## [TASK OBJECTIVE]
Using the data below, copy every line that contains the word "code".

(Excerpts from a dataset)
Content starts

//! Snapshot → strip items.
//!
//! The strip always shows indices first, then the ticker tape, then a fixed
//! block of currency and commodity quotes the endpoint does not carry.

use super::MarketSnapshot;
use crate::types::{InstrumentType, TickerItem};

/// Caps applied when turning a snapshot into items.
#[derive(Debug, Clone, Copy, PartialEq, Eq)]
pub struct FeedLimits {
    pub max_indices: usize,
    pub max_tape: usize,
}

impl Default for FeedLimits {
    fn default() -> Self {
        Self { max_indices: 5, max_tape: 15 }
    }
}

/// Build the full item list from a snapshot.
///
/// Returns `None` when the snapshot carries no indices and no tape quotes;
/// the caller keeps whatever it is currently showing.
pub fn build_items(snapshot: &MarketSnapshot, limits: FeedLimits) -> Option<Vec<TickerItem>> {
    if snapshot.is_empty() {
        return None;
    }

    let indices = snapshot.indices.iter().take(limits.max_indices).map(|idx| {
        let name = if idx.name.is_empty() { idx.code.clone() } else { idx.name.clone() };
        TickerItem::new(
            idx.code.clone(),
            name,
            idx.current_value,
            idx.change,
            idx.change_percent,
            InstrumentType::Index,
        )
    });

    let tape = snapshot.ticker_tape.iter().take(limits.max_tape).map(|q| {
        let name = if q.name.is_empty() { q.symbol.clone() } else { q.name.clone() };
        TickerItem::new(
            q.symbol.clone(),
            name,
            q.current_price,
            q.price_change,
            q.price_change_percent,
            InstrumentType::Stock,
        )
        .with_exchange(q.exchange.clone())
    });

    Some(indices.chain(tape).chain(fixed_items()).collect())
}

/// Currency and commodity quotes appended to every list.
pub fn fixed_items() -> Vec<TickerItem> {
    vec![
        TickerItem::new("USD/ZAR", "US Dollar / Rand", 18.2450, -0.0820, -0.45, InstrumentType::Currency),
        TickerItem::new("EUR/ZAR", "Euro / Rand", 19.7310, -0.0410, -0.21, InstrumentType::Currency),
        TickerItem::new("GBP/ZAR", "Pound / Rand", 23.0125, 0.0370, 0.16, InstrumentType::Currency),
        TickerItem::new("GOLD", "Gold (USD/oz)", 2341.60, 12.40, 0.53, InstrumentType::Commodity),
    ]
}

/// Plausible list shown on first paint, before any fetch resolves.
pub fn fallback_items() -> Vec<TickerItem> {
    let jse = || Some("JSE".to_string());
    let mut items = vec![
        TickerItem::new("J203", "FTSE/JSE All Share", 80_412.33, 356.21, 0.44, InstrumentType::Index),
        TickerItem::new("J200", "FTSE/JSE Top 40", 73_905.18, 341.02, 0.46, InstrumentType::Index),
        TickerItem::new("J210", "FTSE/JSE Resource 10", 61_250.74, -212.56, -0.35, InstrumentType::Index),
        TickerItem::new("NPN", "Naspers", 3_250.00, 12.50, 0.39, InstrumentType::Stock)
            .with_exchange(jse()),
        TickerItem::new("PRX", "Prosus", 652.40, -4.10, -0.62, InstrumentType::Stock)
            .with_exchange(jse()),
        TickerItem::new("SBK", "Standard Bank", 210.35, 1.85, 0.89, InstrumentType::Stock)
            .with_exchange(jse()),
        TickerItem::new("FSR", "FirstRand", 74.12, -0.38, -0.51, InstrumentType::Stock)
            .with_exchange(jse()),
        TickerItem::new("MTN", "MTN Group", 92.80, 0.00, 0.00, InstrumentType::Stock)
            .with_exchange(jse()),
    ];
    items.extend(fixed_items());
    items
}

// ---------------------------------------------------------------------------
// Tests
// ---------------------------------------------------------------------------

Content ends

## [WRITTEN SOLUTION]
        let name = if idx.name.is_empty() { idx.code.clone() } else { idx.name.clone() };
            idx.code.clone(),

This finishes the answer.